CRISPRCloud2 に用意されているリンクをクリックします。画面タイプを「サバイバル画面」画面および「ドロップアウト画面」として選択します。グループ数を設定し、各グループの名前を入力します。
参照ライブラリを FASTA ファイル形式でアップロードします。アップロードされたデータは処理され、結果は指定されたURLで利用できます。代表的なデータ。
この図は、シタラビン濃度の増加で処理されたMV4−11親および耐性細胞、0.1マイクロモル〜1,000マイクロモル、およびMTTアッセイによる生存率評価を示す。この図は、ヒトEF−1アルファ、ヒトCMV、およびSFFVプロモーターについて72時間の終わりにフローサイトメトリーによって定量されたGFPの代表的なフロープロットを示す。ヒトCMVは不均一なピークを示し、ヒトEF-1アルファおよびSFFVは単一の均質なピークを示す。
この図は、MV4−11における3つの異なるプロモーター効率についての棒グラフを示す。SFFV駆動GFPは、長期培養においてGFPのサイレンシングを示した。hEF−1α駆動GFP細胞は、これらの細胞の選別後に持続的な発現を示した。
左パネルは、蛍光顕微鏡下での48時間の終わりに293TでトランスフェクトされたプールされたshRNAライブラリーのトランスフェクション効率を示す。右側のパネルは、さまざまなウイルス体積(2、4、および8マイクロリットル)を有する293T細胞におけるプールウイルスの形質導入効率を示す。この図は、30%の形質導入効率を達成するために1、1.5、2、2.5マイクロリットルのような様々な体積のウイルスを有するMV4-11耐性細胞株における形質導入効率を表す。

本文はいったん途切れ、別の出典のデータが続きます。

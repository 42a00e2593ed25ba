//! Topic and prefix collection.
//!
//! Flags are validated with [`validate_topic`] and [`parse_prefix`].
//! When they are missing the binary asks on the terminal through
//! [`prompt_until_valid`], which re-asks a bounded number of times and then
//! gives up with [`SlidesError::InputExhausted`]. Reader and writer are
//! generic so tests drive the prompt with in-memory buffers.

use crate::error::SlidesError;
use crate::model::Prefix;
use std::io::{BufRead, Write};
use std::str::FromStr;
use tracing::debug;

/// Default number of answers accepted before giving up.
pub const DEFAULT_MAX_ATTEMPTS: u32 = 3;

/// Topics longer than this are almost certainly a paste accident.
const MAX_TOPIC_CHARS: usize = 200;

/// Trim and check a topic string.
pub fn validate_topic(raw: &str) -> Result<String, SlidesError> {
    let topic = raw.split_whitespace().collect::<Vec<_>>().join(" ");
    if topic.is_empty() {
        return Err(SlidesError::InvalidInput {
            reason: "topic must not be empty".into(),
        });
    }
    if topic.chars().count() > MAX_TOPIC_CHARS {
        return Err(SlidesError::InvalidInput {
            reason: format!("topic is longer than {MAX_TOPIC_CHARS} characters"),
        });
    }
    if topic.chars().any(char::is_control) {
        return Err(SlidesError::InvalidInput {
            reason: "topic contains control characters".into(),
        });
    }
    Ok(topic)
}

/// Ask `question` until `parse` accepts an answer.
///
/// Each rejected answer prints the parser's reason and counts as one
/// attempt. End of input aborts immediately with
/// [`SlidesError::InvalidInput`].
pub fn prompt_until_valid<R, W, T, F>(
    reader: &mut R,
    writer: &mut W,
    question: &str,
    max_attempts: u32,
    mut parse: F,
) -> Result<T, SlidesError>
where
    R: BufRead,
    W: Write,
    F: FnMut(&str) -> Result<T, SlidesError>,
{
    let io_err = |e: std::io::Error| SlidesError::Internal(format!("terminal I/O: {e}"));

    for attempt in 1..=max_attempts {
        write!(writer, "{question} ").map_err(io_err)?;
        writer.flush().map_err(io_err)?;

        let mut line = String::new();
        if reader.read_line(&mut line).map_err(io_err)? == 0 {
            return Err(SlidesError::InvalidInput {
                reason: format!("input closed while asking '{question}'"),
            });
        }

        match parse(line.trim_end_matches(['\r', '\n'])) {
            Ok(value) => return Ok(value),
            Err(e) => {
                debug!("Attempt {}/{} rejected: {}", attempt, max_attempts, e);
                writeln!(writer, "{e}").map_err(io_err)?;
            }
        }
    }

    Err(SlidesError::InputExhausted {
        question: question.to_string(),
        attempts: max_attempts,
    })
}

/// Parse a prefix answer, mapping the parser's message to an input error.
pub fn parse_prefix(raw: &str) -> Result<Prefix, SlidesError> {
    Prefix::from_str(raw).map_err(|reason| SlidesError::InvalidInput { reason })
}

/// Ask for the topic.
pub fn read_topic<R: BufRead, W: Write>(reader: &mut R, writer: &mut W) -> Result<String, SlidesError> {
    prompt_until_valid(
        reader,
        writer,
        "Type a search term:",
        DEFAULT_MAX_ATTEMPTS,
        validate_topic,
    )
}

/// Show the numbered prefix menu and ask for a choice.
pub fn read_prefix<R: BufRead, W: Write>(reader: &mut R, writer: &mut W) -> Result<Prefix, SlidesError> {
    for (i, prefix) in Prefix::ALL.iter().enumerate() {
        writeln!(writer, "[{}] {}", i + 1, prefix)
            .map_err(|e| SlidesError::Internal(format!("terminal I/O: {e}")))?;
    }
    prompt_until_valid(
        reader,
        writer,
        "Choose an option:",
        DEFAULT_MAX_ATTEMPTS,
        parse_prefix,
    )
}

この図は、高純度かつ低収率の選別設定で30%の形質導入効率を有するGFP陽性細胞の選別を示す。図は、9日間の長期シタラビン曝露に対するGFP陽性選別細胞に対する薬物処理の概略図を示し、続いて生存率をチェックし、DNAについて細胞を採取する。この図は、PCRの第1および第2ラウンドで用いたプライマーの結合領域を示す。

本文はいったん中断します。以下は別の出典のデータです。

//! Google Slides REST host.
//!
//! Two calls per run, both authenticated with a bearer token:
//!
//! 1. `POST {base}/presentations` with `{"title"}` → `presentationId`
//! 2. `POST {base}/presentations/{id}:batchUpdate` with `{"requests": [...]}`
//!
//! The API applies a batchUpdate atomically: either every request succeeds
//! or none does. [`SlideOperation`]s are mapped onto the API's request
//! objects here and nowhere else.

use super::{error_body, PresentationHost};
use crate::config::{ServiceConfig, DEFAULT_SLIDES_API_URL};
use crate::error::SlidesError;
use crate::operation::{Dimension, OperationBatch, Placement, SlideOperation};
use async_trait::async_trait;
use serde::{Deserialize, Serialize};
use tracing::{debug, info};

// ── Wire types ───────────────────────────────────────────────────────────────

#[derive(Debug, Serialize)]
#[serde(rename_all = "camelCase")]
struct BatchUpdateRequest<'a> {
    requests: Vec<Request<'a>>,
}

/// One entry of `batchUpdate.requests`; externally tagged like the API.
#[derive(Debug, Serialize)]
#[serde(rename_all = "camelCase")]
enum Request<'a> {
    CreateSlide(CreateSlide<'a>),
    CreateShape(CreateShape<'a>),
    InsertText(InsertText<'a>),
    UpdateTextStyle(UpdateTextStyle<'a>),
    CreateImage(CreateImage<'a>),
}

#[derive(Debug, Serialize)]
#[serde(rename_all = "camelCase")]
struct CreateSlide<'a> {
    object_id: &'a str,
    insertion_index: usize,
    slide_layout_reference: LayoutReference,
}

#[derive(Debug, Serialize)]
#[serde(rename_all = "camelCase")]
struct LayoutReference {
    predefined_layout: &'static str,
}

#[derive(Debug, Serialize)]
#[serde(rename_all = "camelCase")]
struct CreateShape<'a> {
    object_id: &'a str,
    shape_type: &'static str,
    element_properties: ElementProperties<'a>,
}

#[derive(Debug, Serialize)]
#[serde(rename_all = "camelCase")]
struct InsertText<'a> {
    object_id: &'a str,
    insertion_index: usize,
    text: &'a str,
}

#[derive(Debug, Serialize)]
#[serde(rename_all = "camelCase")]
struct UpdateTextStyle<'a> {
    object_id: &'a str,
    style: TextStyle<'a>,
    fields: &'static str,
}

#[derive(Debug, Serialize)]
#[serde(rename_all = "camelCase")]
struct TextStyle<'a> {
    font_size: ApiDimension,
    font_family: &'a str,
}

#[derive(Debug, Serialize)]
#[serde(rename_all = "camelCase")]
struct CreateImage<'a> {
    object_id: &'a str,
    url: &'a str,
    element_properties: ElementProperties<'a>,
}

#[derive(Debug, Serialize)]
#[serde(rename_all = "camelCase")]
struct ElementProperties<'a> {
    page_object_id: &'a str,
    size: ApiSize,
    transform: AffineTransform,
}

#[derive(Debug, Serialize)]
struct ApiSize {
    width: ApiDimension,
    height: ApiDimension,
}

#[derive(Debug, Serialize)]
struct ApiDimension {
    magnitude: f64,
    unit: &'static str,
}

#[derive(Debug, Serialize)]
#[serde(rename_all = "camelCase")]
struct AffineTransform {
    scale_x: f64,
    scale_y: f64,
    translate_x: f64,
    translate_y: f64,
    unit: &'static str,
}

#[derive(Debug, Deserialize)]
#[serde(rename_all = "camelCase")]
struct Presentation {
    presentation_id: String,
}

impl From<Dimension> for ApiDimension {
    fn from(d: Dimension) -> Self {
        Self {
            magnitude: d.magnitude,
            unit: d.unit.as_str(),
        }
    }
}

fn element_properties<'a>(page_object_id: &'a str, placement: &Placement) -> ElementProperties<'a> {
    ElementProperties {
        page_object_id,
        size: ApiSize {
            width: placement.size.width.into(),
            height: placement.size.height.into(),
        },
        transform: AffineTransform {
            scale_x: 1.0,
            scale_y: 1.0,
            translate_x: placement.position.x,
            translate_y: placement.position.y,
            unit: placement.position.unit.as_str(),
        },
    }
}

fn to_request(op: &SlideOperation) -> Request<'_> {
    match op {
        SlideOperation::CreateSlide {
            slide_id,
            insertion_index,
        } => Request::CreateSlide(CreateSlide {
            object_id: slide_id.as_str(),
            insertion_index: *insertion_index,
            slide_layout_reference: LayoutReference {
                predefined_layout: "BLANK",
            },
        }),
        SlideOperation::CreateTextBox {
            box_id,
            slide_id,
            placement,
        } => Request::CreateShape(CreateShape {
            object_id: box_id.as_str(),
            shape_type: "TEXT_BOX",
            element_properties: element_properties(slide_id.as_str(), placement),
        }),
        SlideOperation::InsertText {
            box_id,
            text,
            insertion_index,
        } => Request::InsertText(InsertText {
            object_id: box_id.as_str(),
            insertion_index: *insertion_index,
            text,
        }),
        SlideOperation::SetTextStyle {
            box_id,
            font_size,
            font_family,
        } => Request::UpdateTextStyle(UpdateTextStyle {
            object_id: box_id.as_str(),
            style: TextStyle {
                font_size: (*font_size).into(),
                font_family,
            },
            fields: "fontSize,fontFamily",
        }),
        SlideOperation::CreateImage {
            image_id,
            slide_id,
            url,
            placement,
        } => Request::CreateImage(CreateImage {
            object_id: image_id.as_str(),
            url,
            element_properties: element_properties(slide_id.as_str(), placement),
        }),
    }
}

/// Serialise a batch into the `batchUpdate` request body.
pub fn batch_update_body(batch: &OperationBatch) -> serde_json::Value {
    let body = BatchUpdateRequest {
        requests: batch.iter().map(to_request).collect(),
    };
    // Serialising plain structs of strings and numbers cannot fail.
    serde_json::to_value(&body).unwrap_or_default()
}

// ── Host ─────────────────────────────────────────────────────────────────────

/// [`PresentationHost`] that publishes to Google Slides.
pub struct SlidesApiHost {
    client: reqwest::Client,
    base_url: String,
    access_token: String,
}

impl SlidesApiHost {
    pub fn new(
        client: reqwest::Client,
        base_url: impl Into<String>,
        access_token: impl Into<String>,
    ) -> Self {
        Self {
            client,
            base_url: base_url.into().trim_end_matches('/').to_string(),
            access_token: access_token.into(),
        }
    }

    pub fn from_config(client: reqwest::Client, services: &ServiceConfig) -> Result<Self, SlidesError> {
        let token = services.slides_access_token.as_deref().ok_or_else(|| {
            SlidesError::ServiceNotConfigured {
                service: "slides".into(),
                hint: "Set GOOGLE_SLIDES_ACCESS_TOKEN to an OAuth token with the \
                       presentations scope, or pass --dry-run."
                    .into(),
            }
        })?;
        let base = services
            .slides_api_url
            .as_deref()
            .unwrap_or(DEFAULT_SLIDES_API_URL);
        Ok(Self::new(client, base, token))
    }
}

fn rejected(detail: impl Into<String>) -> SlidesError {
    SlidesError::HostRejected {
        detail: detail.into(),
    }
}

#[async_trait]
impl PresentationHost for SlidesApiHost {
    async fn create_presentation(&self, title: &str) -> Result<String, SlidesError> {
        info!("Creating presentation '{}'", title);
        let response = self
            .client
            .post(format!("{}/presentations", self.base_url))
            .bearer_auth(&self.access_token)
            .json(&serde_json::json!({ "title": title }))
            .send()
            .await
            .map_err(|e| rejected(e.to_string()))?;

        if !response.status().is_success() {
            return Err(rejected(error_body(response).await));
        }

        let presentation: Presentation = response
            .json()
            .await
            .map_err(|e| rejected(format!("unexpected response: {e}")))?;
        debug!("Created presentation {}", presentation.presentation_id);
        Ok(presentation.presentation_id)
    }

    async fn apply_batch(
        &self,
        presentation_id: &str,
        batch: &OperationBatch,
    ) -> Result<(), SlidesError> {
        info!(
            "Applying {} operations to presentation {}",
            batch.len(),
            presentation_id
        );
        let response = self
            .client
            .post(format!(
                "{}/presentations/{}:batchUpdate",
                self.base_url, presentation_id
            ))
            .bearer_auth(&self.access_token)
            .json(&batch_update_body(batch))
            .send()
            .await
            .map_err(|e| rejected(e.to_string()))?;

        if !response.status().is_success() {
            return Err(rejected(error_body(response).await));
        }
        Ok(())
    }

    fn presentation_url(&self, presentation_id: &str) -> Option<String> {
        Some(format!(
            "https://docs.google.com/presentation/d/{presentation_id}/edit"
        ))
    }
}

#[cfg(test)]
mod tests {
    use super::*;
    use crate::config::LayoutConfig;
    use crate::operation::ObjectId;

    fn sample_batch() -> OperationBatch {
        let layout = LayoutConfig::default();
        OperationBatch::from(vec![
            SlideOperation::CreateSlide {
                slide_id: ObjectId::new("S00001"),
                insertion_index: 0,
            },
            SlideOperation::CreateTextBox {
                box_id: ObjectId::new("T00002"),
                slide_id: ObjectId::new("S00001"),
                placement: layout.text_box,
            },
            SlideOperation::InsertText {
                box_id: ObjectId::new("T00002"),
                text: "Rust is fast.".into(),
                insertion_index: 0,
            },
            SlideOperation::SetTextStyle {
                box_id: ObjectId::new("T00002"),
                font_size: Dimension::pt(16.0),
                font_family: "Montserrat".into(),
            },
            SlideOperation::CreateImage {
                image_id: ObjectId::new("I00003"),
                slide_id: ObjectId::new("S00001"),
                url: "https://img.example/rust.png".into(),
                placement: layout.image,
            },
        ])
    }

    #[test]
    fn body_uses_api_request_names_in_order() {
        let body = batch_update_body(&sample_batch());
        let requests = body["requests"].as_array().unwrap();
        let names: Vec<&str> = requests
            .iter()
            .map(|r| r.as_object().unwrap().keys().next().unwrap().as_str())
            .collect();
        assert_eq!(
            names,
            vec!["createSlide", "createShape", "insertText", "updateTextStyle", "createImage"]
        );
    }

    #[test]
    fn create_slide_uses_blank_layout() {
        let body = batch_update_body(&sample_batch());
        let slide = &body["requests"][0]["createSlide"];
        assert_eq!(slide["objectId"], "S00001");
        assert_eq!(slide["insertionIndex"], 0);
        assert_eq!(slide["slideLayoutReference"]["predefinedLayout"], "BLANK");
    }

    #[test]
    fn text_box_geometry_is_in_points() {
        let body = batch_update_body(&sample_batch());
        let shape = &body["requests"][1]["createShape"];
        assert_eq!(shape["shapeType"], "TEXT_BOX");
        let props = &shape["elementProperties"];
        assert_eq!(props["pageObjectId"], "S00001");
        assert_eq!(props["size"]["width"]["magnitude"], 350.0);
        assert_eq!(props["size"]["width"]["unit"], "PT");
        assert_eq!(props["transform"]["translateX"], 350.0);
        assert_eq!(props["transform"]["translateY"], 100.0);
        assert_eq!(props["transform"]["scaleX"], 1.0);
        assert_eq!(props["transform"]["unit"], "PT");
    }

    #[test]
    fn style_and_image_requests() {
        let body = batch_update_body(&sample_batch());
        let style = &body["requests"][3]["updateTextStyle"];
        assert_eq!(style["style"]["fontSize"]["magnitude"], 16.0);
        assert_eq!(style["style"]["fontFamily"], "Montserrat");
        assert_eq!(style["fields"], "fontSize,fontFamily");

        let image = &body["requests"][4]["createImage"];
        assert_eq!(image["url"], "https://img.example/rust.png");
        assert_eq!(image["elementProperties"]["size"]["height"]["unit"], "EMU");
        assert_eq!(image["elementProperties"]["transform"]["translateX"], 100_000.0);
    }

    #[test]
    fn presentation_url_points_at_editor() {
        let host = SlidesApiHost::new(reqwest::Client::new(), "https://slides.example/v1/", "t");
        assert_eq!(host.base_url, "https://slides.example/v1");
        assert_eq!(
            host.presentation_url("abc").unwrap(),
            "https://docs.google.com/presentation/d/abc/edit"
        );
    }

    #[test]
    fn from_config_needs_token() {
        let err = SlidesApiHost::from_config(reqwest::Client::new(), &ServiceConfig::default())
            .err()
            .unwrap();
        assert!(err.to_string().contains("--dry-run"));
    }
}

この図は、第1ラウンドPCRの終了時のPCR産物のバンドサイズ、397塩基対、および第2ラウンドPCR産物399塩基対を、ゲル溶出、精製し、NGSについて与えたものである。この図は、AMLにおけるシタラビン耐性を媒介する可能性のあるエピジェネティック因子を標的とする濃縮または枯渇shRNAの表現を示す。結論。このプロトコルは、必須遺伝子と非必須遺伝子の両方を体系的に調査するための標的ノックダウンスクリーニングの重要性を強調し、このアプローチを機能的プラットフォームとして使用し、薬剤耐性の原因となる標的の同定を可能にすることを実証する。